The fear is that they'll start trying to charge you value-added features such as bundles of websites (video, social, messaging, photographs) or even levels of video compression.
Vintage computer adverts: http://www.vintageadbrowser.com/computers-and-software-ads
charge the streaming service for the performance it demands from their network
They do. Do you think Netflix doesn't pay for their internet connection and the massive amounts of bandwidth they use?
beyond that which was reasonably foreseen
If they haven't managed to "foresee" streaming video by 2017, there might be a problem that no amount of legislation (or lack thereof) will fix.

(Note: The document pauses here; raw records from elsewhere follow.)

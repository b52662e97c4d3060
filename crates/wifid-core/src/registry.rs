// ── Entity registry ──
//
// Radios, access points and endpoints known to this process, each with
// its action bitset. Owned by the `Manager`; nothing here is global.

use std::fmt;

use dashmap::DashMap;

use crate::driver::CommitRequest;
use crate::error::CoreError;
use crate::fsm::{BitActionSet, CommitBits, FsmAttribute};
use crate::model::{AccessPointRecord, EndpointRecord, EntityKind, RadioRecord};

/// A record plus the bits of its edits not yet committed.
#[derive(Debug, Clone)]
pub struct Entity<R> {
    pub record: R,
    pub actions: BitActionSet,
}

impl<R> Entity<R> {
    fn new(record: R) -> Self {
        Self {
            record,
            actions: BitActionSet::new(),
        }
    }
}

#[derive(Default)]
pub struct Registry {
    radios: DashMap<String, Entity<RadioRecord>>,
    access_points: DashMap<String, Entity<AccessPointRecord>>,
    endpoints: DashMap<String, Entity<EndpointRecord>>,
    /// SSID → alias of the AP broadcasting it.
    ssids: DashMap<String, String>,
}

impl fmt::Debug for Registry {
    fn fmt(&self, f: &mut fmt::Formatter<'_>) -> fmt::Result {
        f.debug_struct("Registry")
            .field("radios", &self.radios.len())
            .field("access_points", &self.access_points.len())
            .field("endpoints", &self.endpoints.len())
            .finish_non_exhaustive()
    }
}

impl Registry {
    pub fn new() -> Self {
        Self::default()
    }

    // ── Radios ───────────────────────────────────────────────────────

    pub fn add_radio(&self, record: RadioRecord) {
        self.radios.insert(record.name.clone(), Entity::new(record));
    }

    /// Remove a radio and everything on it.
    pub fn remove_radio(&self, name: &str) -> Option<RadioRecord> {
        let aps: Vec<String> = self.access_points_of(name);
        for alias in aps {
            self.remove_access_point(&alias);
        }
        self.endpoints.retain(|_, ep| ep.record.radio != name);
        self.radios.remove(name).map(|(_, e)| e.record)
    }

    pub fn radio(&self, name: &str) -> Option<RadioRecord> {
        self.radios.get(name).map(|e| e.record.clone())
    }

    pub fn radio_names(&self) -> Vec<String> {
        let mut names: Vec<String> = self.radios.iter().map(|e| e.key().clone()).collect();
        names.sort();
        names
    }

    /// Mutate a radio record in place.
    pub fn update_radio<T>(&self, name: &str, f: impl FnOnce(&mut RadioRecord) -> T) -> Result<T, CoreError> {
        let mut entry = self
            .radios
            .get_mut(name)
            .ok_or_else(|| CoreError::not_found("radio", name))?;
        Ok(f(&mut entry.record))
    }

    // ── Access points ────────────────────────────────────────────────

    /// Register an AP. Its SSID must not already be served by another AP.
    pub fn add_access_point(&self, record: AccessPointRecord) -> Result<(), CoreError> {
        if !self.radios.contains_key(&record.radio) {
            return Err(CoreError::not_found("radio", record.radio.as_str()));
        }
        self.claim_ssid(&record.ssid, &record.alias)?;
        self.access_points.insert(record.alias.clone(), Entity::new(record));
        Ok(())
    }

    pub fn remove_access_point(&self, alias: &str) -> Option<AccessPointRecord> {
        let (_, entity) = self.access_points.remove(alias)?;
        self.ssids.remove_if(&entity.record.ssid, |_, owner| owner == alias);
        Some(entity.record)
    }

    pub fn access_point(&self, alias: &str) -> Option<AccessPointRecord> {
        self.access_points.get(alias).map(|e| e.record.clone())
    }

    pub fn access_points_of(&self, radio: &str) -> Vec<String> {
        let mut aliases: Vec<String> = self
            .access_points
            .iter()
            .filter(|e| e.record.radio == radio)
            .map(|e| e.key().clone())
            .collect();
        aliases.sort();
        aliases
    }

    /// Mutate an AP record; a changed SSID is re-checked for uniqueness.
    pub fn update_access_point<T>(&self, alias: &str, f: impl FnOnce(&mut AccessPointRecord) -> T) -> Result<T, CoreError> {
        let mut entry = self
            .access_points
            .get_mut(alias)
            .ok_or_else(|| CoreError::not_found("access point", alias))?;
        let mut updated = entry.record.clone();
        let out = f(&mut updated);
        if updated.ssid != entry.record.ssid {
            self.claim_ssid(&updated.ssid, alias)?;
            self.ssids.remove_if(&entry.record.ssid, |_, owner| owner == alias);
        }
        entry.record = updated;
        Ok(out)
    }

    /// Alias of the AP serving `ssid`.
    pub fn ssid_owner(&self, ssid: &str) -> Option<String> {
        self.ssids.get(ssid).map(|owner| owner.clone())
    }

    fn claim_ssid(&self, ssid: &str, alias: &str) -> Result<(), CoreError> {
        let owner = self
            .ssids
            .entry(ssid.to_owned())
            .or_insert_with(|| alias.to_owned());
        if owner.as_str() == alias {
            Ok(())
        } else {
            Err(CoreError::InvalidArgument {
                field: "ssid".into(),
                reason: format!("'{ssid}' is already served by {}", owner.as_str()),
            })
        }
    }

    // ── Endpoints ────────────────────────────────────────────────────

    pub fn add_endpoint(&self, record: EndpointRecord) -> Result<(), CoreError> {
        if !self.radios.contains_key(&record.radio) {
            return Err(CoreError::not_found("radio", record.radio.as_str()));
        }
        self.endpoints.insert(record.alias.clone(), Entity::new(record));
        Ok(())
    }

    pub fn endpoint(&self, alias: &str) -> Option<EndpointRecord> {
        self.endpoints.get(alias).map(|e| e.record.clone())
    }

    pub fn endpoints_of(&self, radio: &str) -> Vec<String> {
        let mut aliases: Vec<String> = self
            .endpoints
            .iter()
            .filter(|e| e.record.radio == radio)
            .map(|e| e.key().clone())
            .collect();
        aliases.sort();
        aliases
    }

    // ── Action bits ──────────────────────────────────────────────────

    /// Mark `attr` changed on entity `name`. Returns the radio the entity
    /// belongs to.
    pub fn mark<A: FsmAttribute>(&self, name: &str, attr: A) -> Result<String, CoreError> {
        let bit = attr.bit();
        match A::KIND {
            EntityKind::Radio => {
                let mut entry = self
                    .radios
                    .get_mut(name)
                    .ok_or_else(|| CoreError::not_found("radio", name))?;
                entry.actions.mark(bit);
                Ok(entry.record.name.clone())
            }
            EntityKind::AccessPoint => {
                let mut entry = self
                    .access_points
                    .get_mut(name)
                    .ok_or_else(|| CoreError::not_found("access point", name))?;
                entry.actions.mark(bit);
                Ok(entry.record.radio.clone())
            }
            EntityKind::Endpoint => {
                let mut entry = self
                    .endpoints
                    .get_mut(name)
                    .ok_or_else(|| CoreError::not_found("endpoint", name))?;
                entry.actions.mark(bit);
                Ok(entry.record.radio.clone())
            }
        }
    }

    /// Force a full resync of a radio on its next commit.
    pub fn mark_sync_all(&self, radio: &str) -> Result<(), CoreError> {
        let mut entry = self
            .radios
            .get_mut(radio)
            .ok_or_else(|| CoreError::not_found("radio", radio))?;
        entry.actions.mark_sync_all();
        Ok(())
    }

    /// The radio or any entity on it has significant pending bits.
    pub fn has_significant_pending(&self, radio: &str, threshold: usize) -> bool {
        let radio_pending = self
            .radios
            .get(radio)
            .is_some_and(|e| e.actions.has_significant_pending(threshold));
        radio_pending
            || self
                .access_points
                .iter()
                .any(|e| e.record.radio == radio && e.actions.has_significant_pending(threshold))
            || self
                .endpoints
                .iter()
                .any(|e| e.record.radio == radio && e.actions.has_significant_pending(threshold))
    }

    /// A commit on the radio or any entity on it awaits confirmation.
    pub fn is_commit_pending(&self, radio: &str) -> bool {
        self.radios.get(radio).is_some_and(|e| e.actions.is_committing())
            || self
                .access_points
                .iter()
                .any(|e| e.record.radio == radio && e.actions.is_committing())
            || self
                .endpoints
                .iter()
                .any(|e| e.record.radio == radio && e.actions.is_committing())
    }

    /// Snapshot and move every pending bit on the radio into flight.
    pub fn begin_commit(&self, radio: &str) -> Result<CommitRequest, CoreError> {
        let radio_bits = {
            let mut entry = self
                .radios
                .get_mut(radio)
                .ok_or_else(|| CoreError::not_found("radio", radio))?;
            entry.actions.begin_commit()
        };
        let collect = |bits: &mut Vec<(String, CommitBits)>, name: &str, actions: &mut BitActionSet| {
            bits.push((name.to_owned(), actions.begin_commit()));
        };

        let mut request = CommitRequest {
            radio: radio.to_owned(),
            radio_bits,
            ..CommitRequest::default()
        };
        for mut entry in self.access_points.iter_mut().filter(|e| e.record.radio == radio) {
            let (alias, entity) = entry.pair_mut();
            collect(&mut request.access_points, alias, &mut entity.actions);
        }
        for mut entry in self.endpoints.iter_mut().filter(|e| e.record.radio == radio) {
            let (alias, entity) = entry.pair_mut();
            collect(&mut request.endpoints, alias, &mut entity.actions);
        }
        request.access_points.sort_by(|a, b| a.0.cmp(&b.0));
        request.endpoints.sort_by(|a, b| a.0.cmp(&b.0));
        Ok(request)
    }

    pub fn end_commit(&self, radio: &str) {
        self.for_each_actions(radio, BitActionSet::end_commit);
    }

    pub fn abort_commit(&self, radio: &str) {
        self.for_each_actions(radio, BitActionSet::abort_commit);
    }

    fn for_each_actions(&self, radio: &str, f: impl Fn(&mut BitActionSet)) {
        if let Some(mut entry) = self.radios.get_mut(radio) {
            f(&mut entry.actions);
        }
        for mut entry in self.access_points.iter_mut() {
            if entry.record.radio == radio {
                f(&mut entry.actions);
            }
        }
        for mut entry in self.endpoints.iter_mut() {
            if entry.record.radio == radio {
                f(&mut entry.actions);
            }
        }
    }
}

#[cfg(test)]
#[allow(clippy::unwrap_used)]
mod tests {
    use super::*;
    use crate::fsm::{ApAttr, RadioAttr};
    use crate::model::{Band, Bandwidth, ChannelSpec};

    fn registry() -> Registry {
        let registry = Registry::new();
        registry.add_radio(RadioRecord::new("wifi0", ChannelSpec::new(Band::Ghz5, 36, Bandwidth::Mhz80)));
        registry
            .add_access_point(AccessPointRecord::new("wlan0", "wifi0", "HomeNet"))
            .unwrap();
        registry
    }

    #[test]
    fn duplicate_ssid_is_rejected() {
        let registry = registry();
        let err = registry
            .add_access_point(AccessPointRecord::new("wlan1", "wifi0", "HomeNet"))
            .unwrap_err();
        assert!(matches!(err, CoreError::InvalidArgument { .. }));
        assert_eq!(registry.ssid_owner("HomeNet").as_deref(), Some("wlan0"));
    }

    #[test]
    fn ssid_rename_moves_ownership() {
        let registry = registry();
        registry
            .update_access_point("wlan0", |ap| ap.ssid = "Renamed".into())
            .unwrap();
        assert_eq!(registry.ssid_owner("HomeNet"), None);
        assert_eq!(registry.ssid_owner("Renamed").as_deref(), Some("wlan0"));
    }

    #[test]
    fn ap_on_unknown_radio_is_not_found() {
        let registry = registry();
        let err = registry
            .add_access_point(AccessPointRecord::new("wlan9", "wifi9", "Other"))
            .unwrap_err();
        assert!(err.is_not_found());
    }

    #[test]
    fn mark_resolves_owning_radio() {
        let registry = registry();
        assert_eq!(registry.mark("wlan0", ApAttr::Ssid).unwrap(), "wifi0");
        assert_eq!(registry.mark("wifi0", RadioAttr::Channel).unwrap(), "wifi0");
        assert!(registry.mark("wlan7", ApAttr::Ssid).unwrap_err().is_not_found());
    }

    #[test]
    fn commit_collects_children() {
        let registry = registry();
        registry.mark("wlan0", ApAttr::Ssid).unwrap();
        assert!(registry.has_significant_pending("wifi0", 0));

        let request = registry.begin_commit("wifi0").unwrap();

        assert!(request.radio_bits.is_empty());
        assert_eq!(request.access_points.len(), 1);
        assert!(request.access_points[0].1.bits.test(ApAttr::Ssid.bit()));
        assert!(registry.is_commit_pending("wifi0"));

        registry.end_commit("wifi0");
        assert!(!registry.is_commit_pending("wifi0"));
        assert!(!registry.has_significant_pending("wifi0", 0));
    }

    #[test]
    fn remove_radio_drops_children() {
        let registry = registry();
        registry.remove_radio("wifi0").unwrap();
        assert!(registry.access_point("wlan0").is_none());
        assert_eq!(registry.ssid_owner("HomeNet"), None);
    }
}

charge the customer directly for the burst traffic like electricity
No, instead they'll charge the customer directly for access to Youtube, Slashdot, Facebook, New York Times, or any other site you wish to enjoy. Video sites are $5/mo each. Social media sites are $4/mo each. Other lesser-known sites are $2/mo each. On a site-by-site basis or perhaps even with TV-style "packages" that are intentionally constructed such that sites featuring similar interests are spread across multiple packages to ensure everyone has to purchase as many packages as possible.
Of course they wouldn't actually block the sites you don't pay for. But your bandwidth to them will be capped at 1mb/sec down and 128kb/sec up. You will no longer get to choose whether you need 20mb/s or 100mb/s. You get whatever Comcast thinks is good enough for each "package" you choose.
Of course you can always buy their business package and get a flat bandwidth rate starting at $250/mo for a 20mb/s connection and jumping to $1000/mo for a 50mb/s connection. With overages if you exceed your 10gb/mo data.
charge EVERYONE regardless of whether they use the streaming service or not
Almost everyone uses some high-bandwidth service or other. Whether you use Netflix or Youtube or listen to streaming music or torrent things or watch porn (or someone else in your household does any of these things.) Your argument is like walkers complaining that they have to pay for public roads. They're not necessarily wrong but they're so few in number that its still an overall benefit to have road construction centrally organized and funded in order to prevent 6 different people building basically the same road side by side while having no roads at all half a mile away.
Remember that its in the ISP's best interest to supply you with the least service possible at the highest price they can manage without you completely cutting off your internet and going back to living like its 1992. And you can't blame them.. their mandate is to make a profit no matter what, just like any other business. The difference is that in most other businesses, competition is an opposing force preventing the companies from completely screwing you -- they can only screw you as much as their competition will allow. But ISPs have little to no (meaningful) competition in most jurisdictions, so the only opposing force to them screwing you is legislation. Its why we must legislate things like "don't break the internet." Otherwise they will break the internet. Its not a question of "if," its a question of "when."